§ **Extracted information**:
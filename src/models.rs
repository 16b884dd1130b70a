use chrono::{DateTime, Utc};
use serde::{Deserialize, Serialize};
use serde_json::Value;
use serde_with::skip_serializing_none;
use std::{collections::BTreeMap, fmt};
use uuid::Uuid;

/// Pipeline position of a job. Stages run strictly in declaration order.
#[derive(Debug, Clone, Copy, PartialEq, Eq, Hash, PartialOrd, Ord, Serialize, Deserialize)]
#[serde(rename_all = "SCREAMING_SNAKE_CASE")]
pub enum Stage {
    Extract,
    Normalize,
    Enrich,
    Fitment,
    Publish,
    Campaign,
    Done,
}

impl Stage {
    /// Every executable stage, in pipeline order.
    pub const PIPELINE: [Stage; 6] = [
        Stage::Extract,
        Stage::Normalize,
        Stage::Enrich,
        Stage::Fitment,
        Stage::Publish,
        Stage::Campaign,
    ];

    pub fn next(self) -> Stage {
        match self {
            Stage::Extract => Stage::Normalize,
            Stage::Normalize => Stage::Enrich,
            Stage::Enrich => Stage::Fitment,
            Stage::Fitment => Stage::Publish,
            Stage::Publish => Stage::Campaign,
            Stage::Campaign | Stage::Done => Stage::Done,
        }
    }

    pub fn as_str(self) -> &'static str {
        match self {
            Stage::Extract => "extract",
            Stage::Normalize => "normalize",
            Stage::Enrich => "enrich",
            Stage::Fitment => "fitment",
            Stage::Publish => "publish",
            Stage::Campaign => "campaign",
            Stage::Done => "done",
        }
    }

    /// Stages that talk to rate-limited third parties and back off between attempts.
    pub fn calls_external_service(self) -> bool {
        matches!(self, Stage::Extract | Stage::Enrich | Stage::Publish)
    }

    /// Stages whose invocations are metered by the admission controller.
    pub fn is_metered(self) -> bool {
        matches!(self, Stage::Extract | Stage::Enrich)
    }

    /// A missing executor for an optional stage skips it instead of failing the job.
    pub fn is_optional(self) -> bool {
        matches!(self, Stage::Campaign)
    }
}

impl fmt::Display for Stage {
    fn fmt(&self, f: &mut fmt::Formatter<'_>) -> fmt::Result {
        f.write_str(self.as_str())
    }
}

#[derive(Debug, Clone, Copy, PartialEq, Eq, Serialize, Deserialize)]
#[serde(rename_all = "SCREAMING_SNAKE_CASE")]
pub enum JobStatus {
    Pending,
    Running,
    Succeeded,
    Failed,
}

impl JobStatus {
    pub fn as_str(self) -> &'static str {
        match self {
            JobStatus::Pending => "PENDING",
            JobStatus::Running => "RUNNING",
            JobStatus::Succeeded => "SUCCEEDED",
            JobStatus::Failed => "FAILED",
        }
    }

    pub fn is_terminal(self) -> bool {
        matches!(self, JobStatus::Succeeded | JobStatus::Failed)
    }
}

impl fmt::Display for JobStatus {
    fn fmt(&self, f: &mut fmt::Formatter<'_>) -> fmt::Result {
        f.write_str(self.as_str())
    }
}

/// Unit of pipeline work for one tenant and one source artifact.
#[derive(Debug, Clone, Serialize, Deserialize)]
pub struct Job {
    pub job_id: Uuid,
    pub tenant: String,
    pub source_ref: String,
    pub stage: Stage,
    pub status: JobStatus,
    #[serde(default)]
    pub items: Vec<ProductRecord>,
    #[serde(default)]
    pub errors: Vec<JobError>,
    #[serde(default)]
    pub attempts: BTreeMap<Stage, u32>,
    #[serde(default, skip_serializing_if = "Option::is_none")]
    pub failure: Option<JobFailure>,
    #[serde(default)]
    pub awaiting_confirmation: bool,
    #[serde(default)]
    pub publish_confirmed: bool,
    #[serde(default)]
    pub reports: Vec<StageReport>,
    pub created_at: DateTime<Utc>,
    pub updated_at: DateTime<Utc>,
}

impl Job {
    pub fn new(tenant: impl Into<String>, source_ref: impl Into<String>) -> Self {
        let now = Utc::now();
        Self {
            job_id: Uuid::new_v4(),
            tenant: tenant.into(),
            source_ref: source_ref.into(),
            stage: Stage::Extract,
            status: JobStatus::Pending,
            items: Vec::new(),
            errors: Vec::new(),
            attempts: BTreeMap::new(),
            failure: None,
            awaiting_confirmation: false,
            publish_confirmed: false,
            reports: Vec::new(),
            created_at: now,
            updated_at: now,
        }
    }

    pub fn attempt(&self, stage: Stage) -> u32 {
        self.attempts.get(&stage).copied().unwrap_or(0)
    }

    pub fn bump_attempt(&mut self, stage: Stage) -> u32 {
        let counter = self.attempts.entry(stage).or_insert(0);
        *counter += 1;
        *counter
    }

    pub fn touch(&mut self) {
        self.updated_at = Utc::now();
    }

    /// True when some item was dropped along the way.
    pub fn has_partial_drops(&self) -> bool {
        self.errors.iter().any(|entry| {
            matches!(
                entry.kind,
                ErrorKind::PerItem | ErrorKind::ValidationRejected
            )
        })
    }
}

#[derive(Debug, Clone, Copy, PartialEq, Eq, Serialize, Deserialize)]
#[serde(rename_all = "snake_case")]
pub enum ErrorKind {
    PerItem,
    StageFatal,
    Timeout,
    ValidationRejected,
    ValidationCoerced,
    Cancelled,
}

/// Entry in the append-only job error log.
#[skip_serializing_none]
#[derive(Debug, Clone, Serialize, Deserialize)]
pub struct JobError {
    pub stage: Stage,
    pub kind: ErrorKind,
    pub attempt: u32,
    pub item_index: Option<usize>,
    pub sku: Option<String>,
    pub rule: Option<String>,
    pub message: String,
    pub at: DateTime<Utc>,
}

impl JobError {
    pub fn new(stage: Stage, kind: ErrorKind, attempt: u32, message: impl Into<String>) -> Self {
        Self {
            stage,
            kind,
            attempt,
            item_index: None,
            sku: None,
            rule: None,
            message: message.into(),
            at: Utc::now(),
        }
    }

    pub fn for_item(mut self, index: usize, sku: Option<String>) -> Self {
        self.item_index = Some(index);
        self.sku = sku;
        self
    }

    pub fn with_rule(mut self, rule: impl Into<String>) -> Self {
        self.rule = Some(rule.into());
        self
    }
}

#[derive(Debug, Clone, Copy, PartialEq, Eq, Serialize, Deserialize)]
#[serde(rename_all = "snake_case")]
pub enum FailureReason {
    RetriesExhausted,
    Timeout,
    Cancelled,
    Fatal,
}

#[derive(Debug, Clone, Serialize, Deserialize)]
pub struct JobFailure {
    pub stage: Stage,
    pub reason: FailureReason,
    pub message: String,
    pub attempts: u32,
}

#[derive(Debug, Serialize, Deserialize, Clone)]
pub struct StageReport {
    pub stage: Stage,
    pub attempt: u32,
    pub elapsed_ms: u128,
    pub timestamp: DateTime<Utc>,
    pub output: Value,
}

impl StageReport {
    pub fn new(stage: Stage, attempt: u32, elapsed_ms: u128, output: Value) -> Self {
        Self {
            stage,
            attempt,
            elapsed_ms,
            timestamp: Utc::now(),
            output,
        }
    }
}

/// Price as produced upstream: a number, or raw text such as `"R$ 1.234,56"`.
#[derive(Debug, Clone, PartialEq, Serialize, Deserialize)]
#[serde(untagged)]
pub enum PriceField {
    Amount(f64),
    Text(String),
}

/// The evolving record that stages enrich on its way to the storefront.
///
/// `validated` is only ever set by the validation gate; every other stage
/// output has it cleared by the orchestrator.
#[skip_serializing_none]
#[derive(Debug, Clone, Default, PartialEq, Serialize, Deserialize)]
pub struct ProductRecord {
    pub sku: Option<String>,
    pub title: Option<String>,
    pub price: Option<PriceField>,
    pub currency: Option<String>,
    pub description: Option<String>,
    pub category: Option<String>,
    pub brand: Option<String>,
    #[serde(default, skip_serializing_if = "Vec::is_empty")]
    pub tags: Vec<String>,
    #[serde(default, skip_serializing_if = "Vec::is_empty")]
    pub compatibility: Vec<String>,
    pub image: Option<String>,
    #[serde(default)]
    pub validated: bool,
    #[serde(flatten)]
    pub extra: BTreeMap<String, Value>,
}

impl ProductRecord {
    pub fn sku_label(&self) -> Option<String> {
        self.sku
            .as_deref()
            .map(str::trim)
            .filter(|sku| !sku.is_empty())
            .map(str::to_string)
    }
}

#[derive(Debug, Serialize, Deserialize)]
pub struct ApiError {
    pub error: String,
    #[serde(skip_serializing_if = "Option::is_none")]
    pub detail: Option<String>,
}

#[derive(Debug, Clone, Deserialize)]
pub struct CreateJobRequest {
    #[serde(default)]
    pub tenant: Option<String>,
    pub source_ref: String,
}

#[derive(Debug, Clone, Serialize, Deserialize)]
pub struct JobAccepted {
    pub job_id: Uuid,
    pub status: JobStatus,
    pub stage: Stage,
}

impl From<&Job> for JobAccepted {
    fn from(job: &Job) -> Self {
        Self {
            job_id: job.job_id,
            status: job.status,
            stage: job.stage,
        }
    }
}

§ **What to work on**:
Each line above from the one with "the admission controller." up to and including the one with "failing the job." must be set down exactly, and no line outside that span may appear.

§ **Answer section**:
    /// Stages whose invocations are metered by the admission controller.
    pub fn is_metered(self) -> bool {
        matches!(self, Stage::Extract | Stage::Enrich)
    }

    /// A missing executor for an optional stage skips it instead of failing the job.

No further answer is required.